Safe POMDP Online Planning via Shielding
Shili Sheng, David Parker, Lu Feng
TL;DR
The paper tackles the lack of safety guarantees in online POMDP planning by introducing shielding mechanisms that enforce almost-sure reach-avoid specifications. It presents centralized and factored shielding methods, with prior-pruning and on-the-fly backtracking to integrate shields into POMCP, and proves correctness for the factored approach. Empirical results show that shields guarantee safety with negligible online planning overhead and that factored shielding scales to POMDPs with millions of states, often improving return via safer simulations.
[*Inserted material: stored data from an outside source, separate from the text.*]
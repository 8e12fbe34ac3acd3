//! 外部接入：HTTP 服务（需 web feature）

#[cfg(feature = "web")]
pub mod http;
//! 技能系统
//!
//! 技能（Skill）是按 id 注册的处理器。注册表在启动时构建（内置技能 + 清单技能），
//! 请求期只读；IntentResolver 负责意图到 id 的匹配，SkillInvoker 负责执行与故障隔离。
//!
//! 清单目录结构：
//! ```text
//! config/skills/
//! ├── translate/
//! │   └── skill.toml      # [skill] id / description / program / args
//! └── ...
//! ```

pub mod builtin;
mod invoker;
mod loader;
mod registry;
mod resolver;
mod script;

pub use builtin::{builtin_skills, BUILTIN_SKILLS};
pub(crate) use invoker::panic_message;
pub use invoker::SkillInvoker;
pub use loader::{read_manifest, SkillLoader, SkillManifest, SkillMeta, MANIFEST_FILE};
pub use registry::{Skill, SkillEntry, SkillHandle, SkillRegistry, SkillRegistryBuilder};
pub use resolver::{normalize_intent, IntentResolver};
pub use script::ScriptSkill;
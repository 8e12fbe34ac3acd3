//! ULCS HTTP 服务
//!
//! 启动: cargo run --bin ulcs-server
//! 请求: curl -X POST http://127.0.0.1:3000/api/command -d '{"prompt":"Remind me to call Bob tomorrow"}'

use std::sync::Arc;

use anyhow::Context;

use ulcs::config::load_config_or_default;
use ulcs::core::{build_orchestrator, ShutdownManager};
use ulcs::integrations::http::{create_router, HttpState};

#[tokio::main]
async fn main() -> anyhow::Result<()> {
    ulcs::observability::init();

    let cfg = load_config_or_default(std::env::var("ULCS_CONFIG").ok().map(Into::into));
    let shutdown = Arc::new(ShutdownManager::new());
    shutdown.install_signal_handlers();

    let orchestrator = build_orchestrator(&cfg)?.with_shutdown(shutdown.token());
    let app = create_router(Arc::new(HttpState {
        orchestrator: Arc::new(orchestrator),
        default_user_id: cfg.app.default_user_id.clone(),
    }));

    let listener = tokio::net::TcpListener::bind(&cfg.server.bind)
        .await
        .with_context(|| format!("failed to bind {}", cfg.server.bind))?;
    tracing::info!("ULCS server listening on http://{}", cfg.server.bind);

    let signal = Arc::clone(&shutdown);
    axum::serve(listener, app)
        .with_graceful_shutdown(async move { signal.wait_for_shutdown().await })
        .await?;
    tracing::info!("ULCS server stopped");
    Ok(())
}
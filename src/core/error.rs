//! 错误类型
//!
//! 三层：SkillFailure（单个任务，渲染为失败行，批次继续）、CollaboratorError（外部服务故障，
//! 在调用点降级）、OrchestratorError（拆分/翻译等批次级故障，由顶层守卫渲染为单行错误报告）。

use thiserror::Error;

/// 单个技能执行失败的原因；保留类型以便测试与日志区分
#[derive(Error, Debug, Clone, PartialEq, Eq)]
pub enum SkillFailure {
    /// 注册项没有可执行能力（配置缺陷，必须在报告中显式呈现）
    #[error("No execute() capability")]
    MissingCapability,

    #[error("{0}")]
    Execution(String),

    #[error("timed out after {0}ms")]
    Timeout(u64),

    #[error("panicked: {0}")]
    Panicked(String),
}

/// 外部协作服务（翻译、拆分、记忆、日志、通知、生成等）的故障
#[derive(Error, Debug, Clone, PartialEq, Eq)]
#[error("{service} failed: {message}")]
pub struct CollaboratorError {
    pub service: &'static str,
    pub message: String,
}

impl CollaboratorError {
    pub fn new(service: &'static str, message: impl Into<String>) -> Self {
        Self {
            service,
            message: message.into(),
        }
    }
}

/// 批次级故障：不属于任何单个任务，整个请求降级为一行错误文本
#[derive(Error, Debug, Clone, PartialEq, Eq)]
pub enum OrchestratorError {
    #[error("Empty input")]
    EmptyInput,

    #[error(transparent)]
    Collaborator(#[from] CollaboratorError),

    #[error("Request cancelled")]
    Cancelled,

    /// 流水线内部 panic（由顶层守卫捕获）
    #[error("Internal fault: {0}")]
    Internal(String),
}

#[cfg(test)]
mod tests {
    use super::*;

    #[test]
    fn test_collaborator_error_display() {
        let err = CollaboratorError::new("translate", "connection reset");
        assert_eq!(err.to_string(), "translate failed: connection reset");

        let fatal: OrchestratorError = err.into();
        assert_eq!(fatal.to_string(), "translate failed: connection reset");
    }

    #[test]
    fn test_skill_failure_display() {
        assert_eq!(
            SkillFailure::MissingCapability.to_string(),
            "No execute() capability"
        );
        assert_eq!(SkillFailure::Timeout(500).to_string(), "timed out after 500ms");
    }
}
//! 结果聚合
//!
//! 按任务顺序渲染 Outcome，追加建议列表与尾注（情绪、记忆提示、使用提示）。
//! Report 构建后不可变，由调用方持有。

use std::fmt;

use crate::core::{OrchestratorError, Outcome};

/// 报告尾注：始终追加，即使建议为空
#[derive(Debug, Clone, Default, PartialEq, Eq)]
pub struct Trailer {
    pub emotion: String,
    pub memory_hint: String,
    /// 高频意图的自动化提示
    pub auto_tip: Option<String>,
}

/// 一次请求的最终报告
#[derive(Debug, Clone)]
pub struct Report {
    outcomes: Vec<Outcome>,
    task_lines: Vec<String>,
    suggestions: Vec<String>,
    trailer: Trailer,
    fatal: Option<String>,
}

impl Report {
    /// 聚合有序 Outcome 与尾注
    pub fn aggregate(outcomes: Vec<Outcome>, suggestions: Vec<String>, trailer: Trailer) -> Self {
        let task_lines = outcomes.iter().map(Outcome::render).collect();
        Self {
            outcomes,
            task_lines,
            suggestions,
            trailer,
            fatal: None,
        }
    }

    /// 批次级故障：整个请求降级为单行错误
    pub fn fatal(err: &OrchestratorError) -> Self {
        Self {
            outcomes: Vec::new(),
            task_lines: vec![format!("❌ Error: {}", err)],
            suggestions: Vec::new(),
            trailer: Trailer::default(),
            fatal: Some(err.to_string()),
        }
    }

    pub fn outcomes(&self) -> &[Outcome] {
        &self.outcomes
    }

    pub fn task_lines(&self) -> &[String] {
        &self.task_lines
    }

    pub fn suggestions(&self) -> &[String] {
        &self.suggestions
    }

    pub fn trailer(&self) -> &Trailer {
        &self.trailer
    }

    pub fn is_fatal(&self) -> bool {
        self.fatal.is_some()
    }

    pub fn render(&self) -> String {
        if self.fatal.is_some() {
            return self.task_lines.join("\n");
        }

        let mut blocks: Vec<String> = self.task_lines.clone();
        if !self.suggestions.is_empty() {
            blocks.push("💡 Suggested Tools You Might Like:".to_string());
            blocks.extend(
                self.suggestions
                    .iter()
                    .enumerate()
                    .map(|(i, s)| format!("{}. {}", i + 1, s)),
            );
        }

        let mut trailer = format!(
            "🧠 Emotion: {}\n📎 Context: {}",
            self.trailer.emotion, self.trailer.memory_hint
        );
        if let Some(tip) = &self.trailer.auto_tip {
            trailer.push('\n');
            trailer.push_str(tip);
        }
        blocks.push(trailer);

        blocks.join("\n\n")
    }
}

impl fmt::Display for Report {
    fn fmt(&self, f: &mut fmt::Formatter<'_>) -> fmt::Result {
        f.write_str(&self.render())
    }
}

#[cfg(test)]
mod tests {
    use super::*;
    use crate::core::SkillFailure;

    fn trailer() -> Trailer {
        Trailer {
            emotion: "neutral".into(),
            memory_hint: String::new(),
            auto_tip: None,
        }
    }

    #[test]
    fn test_aggregate_keeps_order_and_trailer() {
        let outcomes = vec![
            Outcome::Success {
                intent: "a".into(),
                skill_id: "a_skill".into(),
                text: "one".into(),
            },
            Outcome::SkillError {
                skill_id: "b_skill".into(),
                error: SkillFailure::Execution("boom".into()),
            },
        ];
        let report = Report::aggregate(outcomes, vec![], trailer());
        assert_eq!(report.task_lines().len(), 2);

        let text = report.render();
        assert!(text.starts_with("✅ [a]: one\n\n❌ [b_skill]: boom"));
        assert!(text.ends_with("🧠 Emotion: neutral\n📎 Context: "));
        assert!(!text.contains("Suggested"));
    }

    #[test]
    fn test_suggestions_numbered_before_trailer() {
        let report = Report::aggregate(
            vec![Outcome::Cancelled],
            vec!["summarize".into(), "web_research".into()],
            Trailer {
                auto_tip: Some("🔔 tip".into()),
                ..trailer()
            },
        );
        let text = report.render();
        let header = text.find("💡 Suggested Tools You Might Like:").unwrap();
        let first = text.find("1. summarize").unwrap();
        let second = text.find("2. web_research").unwrap();
        let emotion = text.find("🧠 Emotion").unwrap();
        assert!(header < first && first < second && second < emotion);
        assert!(text.ends_with("\n🔔 tip"));
    }

    #[test]
    fn test_fatal_report_single_line() {
        let report = Report::fatal(&OrchestratorError::EmptyInput);
        assert!(report.is_fatal());
        assert_eq!(report.render(), "❌ Error: Empty input");
        assert_eq!(report.task_lines().len(), 1);
    }
}
//! 提醒调度
//!
//! InMemoryScheduler 解析常见的相对时间（today / tomorrow / in N minutes|hours|days），
//! 无法识别时默认一小时后。提醒只保存在内存中，每个用户保留最近的若干条，已过期的在写入时清理。

use std::collections::HashMap;
use std::sync::Mutex;

use async_trait::async_trait;
use chrono::{DateTime, Duration, Local, NaiveTime, TimeZone, Utc};
use regex::Regex;

use crate::core::CollaboratorError;

#[derive(Debug, Clone, PartialEq, Eq)]
pub struct Reminder {
    pub user_id: String,
    pub what: String,
    pub due: DateTime<Utc>,
}

#[async_trait]
pub trait Scheduler: Send + Sync {
    /// 创建提醒，返回给用户的确认文本
    async fn schedule(&self, task: &str, user_id: &str) -> Result<String, CollaboratorError>;
}

pub struct InMemoryScheduler {
    reminders: Mutex<HashMap<String, Vec<Reminder>>>,
    max_reminders_per_user: usize,
    relative: Regex,
    filler: Regex,
}

impl Default for InMemoryScheduler {
    fn default() -> Self {
        Self::new(100)
    }
}

impl InMemoryScheduler {
    pub fn new(max_reminders_per_user: usize) -> Self {
        Self {
            reminders: Mutex::new(HashMap::new()),
            max_reminders_per_user: max_reminders_per_user.max(1),
            relative: Regex::new(r"(?i)\bin\s+(\d+)\s*(minute|min|hour|hr|day)s?\b")
                .expect("valid relative time regex"),
            filler: Regex::new(
                r"(?i)^\s*(?:please\s+)?(?:remind\s+me\s+(?:to\s+)?|set\s+(?:a\s+)?reminder\s+(?:to\s+|for\s+)?|schedule\s+)",
            )
            .expect("valid filler regex"),
        }
    }

    /// 用户的全部提醒，按到期时间排序
    pub fn reminders(&self, user_id: &str) -> Vec<Reminder> {
        let Ok(all) = self.reminders.lock() else {
            return Vec::new();
        };
        let mut mine = all.get(user_id).cloned().unwrap_or_default();
        mine.sort_by_key(|r| r.due);
        mine
    }

    fn at_local(date: chrono::NaiveDate, time: NaiveTime) -> Option<DateTime<Utc>> {
        Local
            .from_local_datetime(&date.and_time(time))
            .earliest()
            .map(|t| t.with_timezone(&Utc))
    }

    /// 解析到期时间，返回 (到期时间, 去掉时间短语后的文本)
    fn parse_due(&self, text: &str, now: DateTime<Local>) -> (DateTime<Utc>, String) {
        let nine = NaiveTime::from_hms_opt(9, 0, 0).unwrap_or_default();
        let lower = text.to_lowercase();

        if let Some(caps) = self.relative.captures(text) {
            let n: i64 = caps[1].parse().unwrap_or(1);
            let delta = match caps[2].to_lowercase().as_str() {
                "minute" | "min" => Duration::minutes(n),
                "day" => Duration::days(n),
                _ => Duration::hours(n),
            };
            let rest = self.relative.replace(text, "").to_string();
            return ((now + delta).with_timezone(&Utc), rest);
        }
        if lower.contains("tomorrow") {
            let date = now.date_naive() + Duration::days(1);
            let due = Self::at_local(date, nine)
                .unwrap_or_else(|| (now + Duration::days(1)).with_timezone(&Utc));
            return (due, strip_word(text, "tomorrow"));
        }
        if lower.contains("today") || lower.contains("tonight") {
            let evening = NaiveTime::from_hms_opt(18, 0, 0).unwrap_or_default();
            let due = Self::at_local(now.date_naive(), evening)
                .filter(|d| *d > now.with_timezone(&Utc))
                .unwrap_or_else(|| (now + Duration::hours(1)).with_timezone(&Utc));
            let rest = strip_word(&strip_word(text, "today"), "tonight");
            return (due, rest);
        }
        ((now + Duration::hours(1)).with_timezone(&Utc), text.to_string())
    }
}

fn strip_word(text: &str, word: &str) -> String {
    text.split_whitespace()
        .filter(|w| !w.trim_matches(|c: char| !c.is_alphanumeric()).eq_ignore_ascii_case(word))
        .collect::<Vec<_>>()
        .join(" ")
}

#[async_trait]
impl Scheduler for InMemoryScheduler {
    async fn schedule(&self, task: &str, user_id: &str) -> Result<String, CollaboratorError> {
        let task = task.trim();
        if task.is_empty() {
            return Err(CollaboratorError::new("schedule_reminder", "nothing to remind"));
        }
        let (due, rest) = self.parse_due(task, Local::now());
        let what = self.filler.replace(&rest, "").trim().trim_end_matches('.').to_string();
        let what = if what.is_empty() { task.to_string() } else { what };

        let reminder = Reminder {
            user_id: user_id.to_string(),
            what: what.clone(),
            due,
        };
        {
            let mut all = self
                .reminders
                .lock()
                .map_err(|_| CollaboratorError::new("schedule_reminder", "scheduler lock poisoned"))?;
            let mine = all.entry(user_id.to_string()).or_default();
            let now = Utc::now();
            mine.retain(|r| r.due > now);
            mine.push(reminder);
            if mine.len() > self.max_reminders_per_user {
                let excess = mine.len() - self.max_reminders_per_user;
                mine.drain(0..excess);
            }
        }
        tracing::info!(user = %user_id, due = %due.to_rfc3339(), "reminder scheduled");

        Ok(format!(
            "⏰ Reminder set for {}: {}",
            due.with_timezone(&Local).format("%Y-%m-%d %H:%M"),
            what
        ))
    }
}
//! OpenAI 兼容 API 客户端
//!
//! 通过 async_openai 调用任意 OpenAI 兼容端点（可配置 base_url）；支持 DeepSeek、OpenAI、自建代理、
//! Ollama 等本地模型服务。

use async_openai::config::OpenAIConfig;
use async_openai::types::chat::{
    ChatCompletionRequestAssistantMessageArgs, ChatCompletionRequestMessage,
    ChatCompletionRequestSystemMessageArgs, ChatCompletionRequestUserMessageArgs,
    CreateChatCompletionRequestArgs,
};
use async_openai::Client;
use async_trait::async_trait;

use crate::llm::{LlmClient, Message, Role};

/// DeepSeek 的 OpenAI 兼容端点
pub const DEEPSEEK_BASE_URL: &str = "https://api.deepseek.com";

/// OpenAI 兼容客户端：持有 Client 与 model 名，complete 时转 Message 为 API 格式并取首条 content
pub struct OpenAiClient {
    client: Client<OpenAIConfig>,
    model: String,
}

impl OpenAiClient {
    pub fn new(base_url: Option<&str>, model: &str, api_key: Option<&str>) -> Self {
        let api_key = api_key
            .map(String::from)
            .or_else(|| std::env::var("OPENAI_API_KEY").ok())
            .unwrap_or_else(|| "sk-placeholder".to_string());

        let config = match base_url {
            Some(url) => OpenAIConfig::new().with_api_base(url).with_api_key(api_key),
            None => OpenAIConfig::new().with_api_key(api_key),
        };

        Self {
            client: Client::with_config(config),
            model: model.to_string(),
        }
    }

    fn to_openai_messages(
        &self,
        messages: &[Message],
    ) -> Result<Vec<ChatCompletionRequestMessage>, String> {
        messages
            .iter()
            .map(|m| {
                let msg = match m.role {
                    Role::System => ChatCompletionRequestSystemMessageArgs::default()
                        .content(m.content.clone())
                        .build()
                        .map(ChatCompletionRequestMessage::System),
                    Role::User => ChatCompletionRequestUserMessageArgs::default()
                        .content(m.content.clone())
                        .build()
                        .map(ChatCompletionRequestMessage::User),
                    Role::Assistant => ChatCompletionRequestAssistantMessageArgs::default()
                        .content(m.content.clone())
                        .build()
                        .map(ChatCompletionRequestMessage::Assistant),
                };
                msg.map_err(|e| e.to_string())
            })
            .collect()
    }
}

#[async_trait]
impl LlmClient for OpenAiClient {
    async fn complete(&self, messages: &[Message]) -> Result<String, String> {
        let request = CreateChatCompletionRequestArgs::default()
            .model(&self.model)
            .messages(self.to_openai_messages(messages)?)
            .build()
            .map_err(|e| e.to_string())?;

        let response = self
            .client
            .chat()
            .create(request)
            .await
            .map_err(|e| e.to_string())?;

        if let Some(usage) = &response.usage {
            tracing::debug!(
                model = %self.model,
                prompt_tokens = usage.prompt_tokens,
                completion_tokens = usage.completion_tokens,
                "llm completion"
            );
        }

        Ok(response
            .choices
            .first()
            .and_then(|c| c.message.content.clone())
            .unwrap_or_default())
    }
}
This work enables safe, scalable online planning for safety-critical robotic tasks, such as autonomous navigation and manipulation, under uncertainty.
Abstract
Partially observable Markov decision processes (POMDPs) have been widely used in many robotic applications for sequential decision-making under uncertainty. POMDP online planning algorithms such as Partially Observable Monte-Carlo Planning (POMCP) can solve very large POMDPs with the goal of maximizing the expected return. But the resulting policies cannot provide safety guarantees which are imperative for real-world safety-critical tasks (e.g., autonomous driving). In this work, we consider safety requirements represented as almost-sure reach-avoid specifications (i.e., the probability to reach a set of goal states is one and the probability to reach a set of unsafe states is zero). We compute shields that restrict unsafe actions which would violate the almost-sure reach-avoid specifications. We then integrate these shields into the POMCP algorithm for safe POMDP online planning. We propose four distinct shielding methods, differing in how the shields are computed and integrated, including factored variants designed to improve scalability. Experimental results on a set of benchmark domains demonstrate that the proposed shielding methods successfully guarantee safety (unlike the baseline POMCP without shielding) on large POMDPs, with negligible impact on the runtime for online planning.